Kolumnen von Benedikt Weibel

Der Föderalismus lebt

"Sonntag" 13. April 2008

Föderalismus und direkte Demokratie prägen unser Land. Schon während meiner langen Jahre bei der SBB musste ich lernen, mich in diesem System zu bewegen. Ich begann, den Föderalismus zu schätzen. Er verhindert eine übermächtige Zentralmacht und siedelt politische Entscheide nahe bei den Betroffenen an. Problematisch wird es allerdings immer dann, wenn Betroffenheit und finanzielle Verantwortung nicht deckungsgleich sind.

Das war beispielsweise im regionalen Personenverkehr der SBB bis 1996 der Fall. Seither definieren die Kantone die zu erbringenden Leistungen und beteiligen sich zu einem wesentlichen Teil an der Abgeltung der ungedeckten Kosten. Diese vorher jahrelang von den Kantonen bekämpfte Neuregelung der Verantwortung hat zweifellos zu besseren Angeboten und höherer Effizienz geführt.

Auch die Euro 08 ist in der Schweiz ein föderalistisches Konzept, im Gegensatz zu unserem Partnerland Österreich, wo die zwischenstaatliche Ebene kaum eine Rolle spielt.

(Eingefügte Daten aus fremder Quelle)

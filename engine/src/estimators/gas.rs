//! Medical gas estimate
//!
//! Prices the four gas systems independently: per-outlet rates plus
//! fixed system options, then a shared installation/piping charge per
//! outlet. A system that is not required contributes nothing — not even
//! its outlets' installation — whatever its outlet list says.

use serde::{Deserialize, Serialize};

use crate::models::{GasType, MedicalGasRequirements};
use crate::rates;

/// Itemized cost of one required gas system
#[derive(Debug, Clone, PartialEq, Eq, Serialize, Deserialize)]
pub struct GasSystemCost {
    pub gas: GasType,
    /// Total outlets across the system's entries
    pub outlet_total: u32,
    /// Outlet hardware cost (dollars)
    pub outlet_cost: i64,
    /// System options: central supply, backup, scavenging, compressor
    pub options_cost: i64,
}

impl GasSystemCost {
    /// Combined system cost (dollars)
    pub fn total(&self) -> i64 {
        self.outlet_cost + self.options_cost
    }
}

/// Itemized result of the medical gas strategy
#[derive(Debug, Clone, Default, PartialEq, Eq, Serialize, Deserialize)]
pub struct MedicalGasCostEstimate {
    /// One line per required system, in manifold order
    pub systems: Vec<GasSystemCost>,
    /// Installation and piping across all required systems' outlets
    pub installation_cost: i64,
    /// Grand total (dollars)
    pub total: i64,
}

/// Itemize the medical gas cost. Never fails.
pub fn medical_gas_lines(gas: &MedicalGasRequirements) -> MedicalGasCostEstimate {
    let mut systems = Vec::new();
    let mut installed_outlets: u32 = 0;

    for gas_type in GasType::ALL {
        if !gas.is_required(gas_type) {
            continue;
        }
        let outlet_total = gas.outlet_total(gas_type);
        installed_outlets += outlet_total;

        let outlet_cost = i64::from(outlet_total) * rates::per_outlet_rate(gas_type);
        let options_cost = match gas_type {
            GasType::Oxygen => {
                let mut cost = 0;
                if gas.oxygen.central_supply {
                    cost += rates::OXYGEN_CENTRAL_SUPPLY_COST;
                }
                if gas.oxygen.backup_system {
                    cost += rates::OXYGEN_BACKUP_SYSTEM_COST;
                }
                cost
            }
            GasType::NitrousOxide => {
                let mut cost = 0;
                if gas.nitrous_oxide.central_supply {
                    cost += rates::NITROUS_CENTRAL_SUPPLY_COST;
                }
                if gas.nitrous_oxide.scavenging_system {
                    cost += rates::NITROUS_SCAVENGING_COST;
                }
                cost
            }
            // A required air system always ships a compressor
            GasType::MedicalAir => {
                if gas.medical_air.oil_free {
                    rates::AIR_COMPRESSOR_OIL_FREE_COST
                } else {
                    rates::AIR_COMPRESSOR_STANDARD_COST
                }
            }
            GasType::Vacuum => {
                if gas.vacuum.central_system {
                    rates::VACUUM_CENTRAL_SYSTEM_COST
                } else {
                    0
                }
            }
        };

        systems.push(GasSystemCost {
            gas: gas_type,
            outlet_total,
            outlet_cost,
            options_cost,
        });
    }

    let installation_cost =
        i64::from(installed_outlets) * rates::INSTALLATION_RATE_PER_OUTLET;
    let total = systems.iter().map(GasSystemCost::total).sum::<i64>() + installation_cost;

    MedicalGasCostEstimate {
        systems,
        installation_cost,
        total,
    }
}

/// Estimate the total medical gas cost in dollars. Never fails.
///
/// # Example
/// ```
/// use office_estimator_core_rs::estimators::estimate_medical_gas_cost;
/// use office_estimator_core_rs::models::MedicalGasRequirements;
///
/// assert_eq!(estimate_medical_gas_cost(&MedicalGasRequirements::default()), 0);
/// ```
pub fn estimate_medical_gas_cost(gas: &MedicalGasRequirements) -> i64 {
    medical_gas_lines(gas).total
}

#[cfg(test)]
mod tests {
    use super::*;
    use crate::models::gas::{GasOutlet, OxygenSystem, VacuumSystem};

    fn oxygen_only(outlets: Vec<GasOutlet>) -> MedicalGasRequirements {
        MedicalGasRequirements {
            oxygen: OxygenSystem {
                required: true,
                outlets,
                central_supply: true,
                backup_system: true,
                manifold_location: "Mechanical Room".to_string(),
                emergency_shutoffs: 2,
            },
            ..MedicalGasRequirements::default()
        }
    }

    #[test]
    fn test_oxygen_only_system() {
        // 4 * 1200 + 15000 + 8000 + 4 * 300 = 29,000
        let gas = oxygen_only(vec![
            GasOutlet::new("Treatment Room 1", 3, "Chair-side left"),
            GasOutlet::new("Surgical Suite 1", 1, "Ceiling mounted"),
        ]);

        let estimate = medical_gas_lines(&gas);
        assert_eq!(estimate.systems.len(), 1);
        assert_eq!(estimate.systems[0].outlet_total, 4);
        assert_eq!(estimate.systems[0].outlet_cost, 4_800);
        assert_eq!(estimate.systems[0].options_cost, 23_000);
        assert_eq!(estimate.installation_cost, 1_200);
        assert_eq!(estimate.total, 29_000);
        assert_eq!(estimate_medical_gas_cost(&gas), 29_000);
    }

    #[test]
    fn test_unrequired_systems_contribute_nothing() {
        // Vacuum has outlets on file but is not required: no hardware,
        // no options, no installation
        let mut gas = oxygen_only(vec![GasOutlet::new("Treatment Room 1", 2, "Chair-side")]);
        gas.vacuum = VacuumSystem {
            required: false,
            outlets: vec![GasOutlet::new("Treatment Room 1", 4, "Chair-side")],
            central_system: true,
            backup_pump: true,
            manifold_location: String::new(),
        };

        let estimate = medical_gas_lines(&gas);
        assert!(estimate.systems.iter().all(|s| s.gas == GasType::Oxygen));
        // 2*1200 + 23000 + 2*300
        assert_eq!(estimate.total, 26_000);
    }

    #[test]
    fn test_air_compressor_grade() {
        let mut gas = MedicalGasRequirements::default();
        gas.medical_air.required = true;
        gas.medical_air.oil_free = true;
        assert_eq!(estimate_medical_gas_cost(&gas), 18_000);

        gas.medical_air.oil_free = false;
        assert_eq!(estimate_medical_gas_cost(&gas), 12_000);
    }

    #[test]
    fn test_required_system_without_outlets_still_pays_options() {
        let mut gas = MedicalGasRequirements::default();
        gas.nitrous_oxide.required = true;
        gas.nitrous_oxide.central_supply = true;
        gas.nitrous_oxide.scavenging_system = true;

        // 12000 + 6000, no outlets to install
        assert_eq!(estimate_medical_gas_cost(&gas), 18_000);
    }

    #[test]
    fn test_sample_requirements_total() {
        // oxygen:  4*1200 + 15000 + 8000      = 27,800
        // nitrous: 2*1400 + 12000 + 6000      = 20,800
        // air:     1*1000 + 18000             = 19,000
        // vacuum:  4*800 + 14000              = 17,200
        // install: 11 * 300                   =  3,300
        let gas = MedicalGasRequirements::sample();
        assert_eq!(estimate_medical_gas_cost(&gas), 88_100);
    }

    #[test]
    fn test_empty_requirements_are_free() {
        assert_eq!(estimate_medical_gas_cost(&MedicalGasRequirements::default()), 0);
    }
}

Ich erinnere mich noch gut, dass mir vor Jahren ein bekannter Regierungsrat gesagt hat, ein Anlass wie eine Fussball-Europameisterschaft wäre in der Schweiz wegen der kantonalen Polizeihoheit nicht durchführbar. Er hat sich getäuscht. Die interkantonale Zusammenarbeit im Sicherheitsbereich hat seither grosse Fortschritte gemacht. Ironischerweise ist dies zu einem wesentliche Teil dem Lerneffekt durch die Einsätze am WEF in Davos zu verdanken, also indirekt den Globalisierungsgegnern.

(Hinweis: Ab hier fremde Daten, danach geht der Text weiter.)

//! Office Estimator CLI
//!
//! Loads a project configuration JSON and prints the estimates the engine
//! computes for it: whole-building, room-by-room, medical gas, the
//! review-stage figure, and the cost breakdown.

use std::fs;
use std::path::{Path, PathBuf};

use anyhow::{Context, Result};
use clap::{Parser, Subcommand};

use office_estimator_core_rs::models::ProjectConfiguration;
use office_estimator_core_rs::{
    build_cost_breakdown, estimate_program_area, estimate_review_cost, estimate_room_costs,
    estimate_whole_building_cost, get_rate_schema, medical_gas_lines, review_summary, validate,
};

#[derive(Parser)]
#[command(name = "office-estimator")]
#[command(about = "Construction cost estimator for oral-surgery office build-outs")]
struct Cli {
    #[command(subcommand)]
    command: Commands,
}

#[derive(Subcommand)]
enum Commands {
    /// Print a fully populated sample configuration JSON
    Sample,

    /// Compute every estimate for a configuration
    Estimate {
        /// Path to the configuration JSON
        #[arg(short, long)]
        config: PathBuf,

        /// Also print itemized room and gas lines
        #[arg(short, long)]
        verbose: bool,
    },

    /// Itemized room-by-room costs
    Rooms {
        /// Path to the configuration JSON
        #[arg(short, long)]
        config: PathBuf,
    },

    /// Itemized medical gas costs
    Gas {
        /// Path to the configuration JSON
        #[arg(short, long)]
        config: PathBuf,
    },

    /// Check a configuration against the input policy
    Validate {
        /// Path to the configuration JSON
        #[arg(short, long)]
        config: PathBuf,
    },

    /// Print the rate schema documentation as JSON
    RateSchema,
}

fn load_config(path: &Path) -> Result<ProjectConfiguration> {
    let contents = fs::read_to_string(path)
        .with_context(|| format!("failed to read {}", path.display()))?;
    serde_json::from_str(&contents)
        .with_context(|| format!("failed to parse {}", path.display()))
}

/// Format a dollar amount with thousands separators
fn format_dollars(amount: i64) -> String {
    let digits = amount.unsigned_abs().to_string();
    let mut grouped = String::with_capacity(digits.len() + digits.len() / 3);
    for (i, c) in digits.chars().enumerate() {
        if i > 0 && (digits.len() - i) % 3 == 0 {
            grouped.push(',');
        }
        grouped.push(c);
    }
    if amount < 0 {
        format!("-${grouped}")
    } else {
        format!("${grouped}")
    }
}

fn print_estimate(config: &ProjectConfiguration, verbose: bool) {
    if let Some(basics) = &config.basics {
        if !basics.project_name.is_empty() {
            println!("Project: {}", basics.project_name);
        }
        println!(
            "Scope:   {} sq ft, {}, {}",
            basics.total_square_footage,
            basics.location.state,
            basics.project_type.display_name(),
        );
        println!();
    }

    let whole_building = estimate_whole_building_cost(config);
    println!("Whole-building estimate: {}", format_dollars(whole_building));

    let rooms = estimate_room_costs(config);
    println!("Room-by-room estimate:   {}", format_dollars(rooms.total));
    if verbose {
        for line in &rooms.lines {
            println!(
                "  {:28} {:>2} x {:>4} sqft  {}",
                line.category.display_name(),
                line.count,
                line.sqft,
                format_dollars(line.cost)
            );
        }
    }

    if let Some(gas_config) = &config.medical_gas {
        let gas = medical_gas_lines(gas_config);
        println!("Medical gas estimate:    {}", format_dollars(gas.total));
        if verbose {
            for system in &gas.systems {
                println!(
                    "  {:28} {:>2} outlets       {}",
                    system.gas.display_name(),
                    system.outlet_total,
                    format_dollars(system.total())
                );
            }
            println!(
                "  {:28}                  {}",
                "Installation/piping",
                format_dollars(gas.installation_cost)
            );
        }
    }

    if let Some(program) = &config.space_program {
        println!(
            "Space program area:      {} sq ft gross",
            estimate_program_area(program)
        );
    }

    let review = estimate_review_cost(config);
    println!("Review-stage estimate:   {}", format_dollars(review));

    let summary = review_summary(review);
    println!();
    println!("Review summary:");
    println!("  Construction  {}", format_dollars(summary.construction));
    println!("  MEP Systems   {}", format_dollars(summary.mep_systems));
    println!("  Equipment     {}", format_dollars(summary.equipment));
    println!("  Finishes      {}", format_dollars(summary.finishes));

    let breakdown = build_cost_breakdown(review);
    println!();
    println!("Cost breakdown of {}:", format_dollars(breakdown.total));
    for (label, value) in breakdown.categories() {
        println!("  {label:28} {}", format_dollars(value));
    }
}

fn main() -> Result<()> {
    let cli = Cli::parse();

    match cli.command {
        Commands::Sample => {
            let config = ProjectConfiguration::sample();
            println!("{}", serde_json::to_string_pretty(&config)?);
        }

        Commands::Estimate { config, verbose } => {
            let config = load_config(&config)?;
            print_estimate(&config, verbose);
        }

        Commands::Rooms { config } => {
            let config = load_config(&config)?;
            let estimate = estimate_room_costs(&config);
            if estimate.lines.is_empty() {
                println!("No rooms configured.");
            } else {
                for line in &estimate.lines {
                    println!(
                        "{:28} {:>2} x {:>4} sqft ({:>5} total)  {}",
                        line.category.display_name(),
                        line.count,
                        line.sqft,
                        line.total_sqft,
                        format_dollars(line.cost)
                    );
                }
                println!("{:54} {}", "Total", format_dollars(estimate.total));
            }
        }

        Commands::Gas { config } => {
            let config = load_config(&config)?;
            match &config.medical_gas {
                None => println!("No medical gas section configured."),
                Some(gas_config) => {
                    let gas = medical_gas_lines(gas_config);
                    for system in &gas.systems {
                        println!(
                            "{:14} {:>2} outlets  hardware {}  options {}",
                            system.gas.display_name(),
                            system.outlet_total,
                            format_dollars(system.outlet_cost),
                            format_dollars(system.options_cost)
                        );
                    }
                    println!("Installation/piping: {}", format_dollars(gas.installation_cost));
                    println!("Total: {}", format_dollars(gas.total));
                }
            }
        }

        Commands::Validate { config } => {
            let config = load_config(&config)?;
            match validate(&config) {
                Ok(()) => println!("Configuration is valid."),
                Err(errors) => {
                    println!("{} violation(s):", errors.len());
                    for error in errors {
                        println!("  - {error}");
                    }
                    std::process::exit(1);
                }
            }
        }

        Commands::RateSchema => {
            println!("{}", get_rate_schema());
        }
    }

    Ok(())
}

Für die Euro 08 wurde ein Sicherheitskonzept entwickelt, das es in dieser Dimension noch nie gegeben hat. Selbstverständlich basiert es auf der kantonalen Polizeihoheit. Sämtliche verfügbaren Kräfte stehen im Einsatz. Sie werden in der operativen Polizeiarbeit durch Polizisten aus Deutschland und Frankreich verstärkt. Der "rückwärtige Raum" wird durch die Armee mit 15 000 Soldaten unterstützt.

Die Erarbeitung und Umsetzung dieses Konzeptes war nur dank intensiver Zusammenarbeit aller Beteiligter, namentlich der Kantonalen Justiz- und Polizeidirektoren und der Polizeikommandanten, möglich. Der Prozess war nicht immer einfach. In entscheidenden Momenten hat sich aber immer eine Lösung im Eidgenössischen Interesse durchgesetzt.

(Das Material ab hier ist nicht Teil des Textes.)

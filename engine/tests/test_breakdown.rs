//! Cost breakdown partition behavior

use office_estimator_core_rs::{build_cost_breakdown, estimate_review_cost};
use office_estimator_core_rs::models::{ProjectBasics, ProjectConfiguration, ProjectType};

#[test]
fn test_breakdown_partitions_the_total() {
    // The unrounded parts partition the total by construction; the
    // rounded parts may drift by at most one dollar per category
    for total in [0, 1, 375_000, 506_250, 1_000_000, 987_654_321] {
        let breakdown = build_cost_breakdown(total);
        assert_eq!(breakdown.total, total);
        let drift = (breakdown.category_sum() - total).abs();
        assert!(drift <= 16, "total {total}: drift {drift}");
    }
}

#[test]
fn test_every_category_is_nonnegative_for_positive_totals() {
    let breakdown = build_cost_breakdown(375_000);
    for (label, value) in breakdown.categories() {
        assert!(value >= 0, "{label}: {value}");
    }
}

#[test]
fn test_larger_shares_get_larger_slices() {
    let breakdown = build_cost_breakdown(500_000);
    // framing (0.15) > hvac (0.12) > electrical (0.10) > permits (0.02)
    assert!(breakdown.framing_drywall_insulation > breakdown.hvac);
    assert!(breakdown.hvac > breakdown.electrical);
    assert!(breakdown.electrical > breakdown.permits);
}

#[test]
fn test_breakdown_scales_linearly() {
    let small = build_cost_breakdown(100_000);
    let large = build_cost_breakdown(1_000_000);
    // Allow a dollar of rounding on the 10x comparison
    assert!((large.site_prep - small.site_prep * 10).abs() <= 10);
    assert!((large.contingency - small.contingency * 10).abs() <= 10);
}

#[test]
fn test_breakdown_composes_with_review_estimate() {
    // The wizard builds the breakdown from the review-stage total
    let mut basics = ProjectBasics::sample();
    basics.project_type = ProjectType::NewConstruction;
    basics.total_square_footage = 2_000;
    let config = ProjectConfiguration::new().with_basics(basics);

    let total = estimate_review_cost(&config);
    assert_eq!(total, 300_000);

    let breakdown = build_cost_breakdown(total);
    assert_eq!(breakdown.total, 300_000);
    assert!(breakdown.medical_gas > 0);
}

#[test]
fn test_identical_totals_give_identical_breakdowns() {
    assert_eq!(build_cost_breakdown(424_242), build_cost_breakdown(424_242));
}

Ich weiss nicht, ob sich der Bundesrat im Jahre 2002, als er gegenüber der UEFA die Garantien für die Unterstützung der Euro 08 unterschrieben hat, bewusst war, welches Risiko er dabei eingegangen ist. Diesen Garantien folgte nämlich eine ganze Kaskade von Abstimmungen in kantonalen und kommunalen Parlamenten und gar einige Volksabstimmungen. Es hätte manchmal schief gehen können, oft war es knapp. Ein Berner Grossrat hat unlängst seine Beschwerde zurückgezogen, sonst würde sogar noch nach dem Final in Sachen Euro entschieden. Sollte je wieder einmal ein Anlass von dieser Grössenordnung zur Diskussion stehen, so müsste man diesem Aspekt jedenfalls früh genug Rechnung tragen.

Der Föderalismus lebt. Er führt zwar hin und wieder zu einer Zusatzschlaufe, dafür sind aber die Betroffenen aller Ebenen einbezogen. Und in heiklen Fällen kann man auf etwas zählen, was dieses Land zusammen hält: die Eidgenössische Solidarität.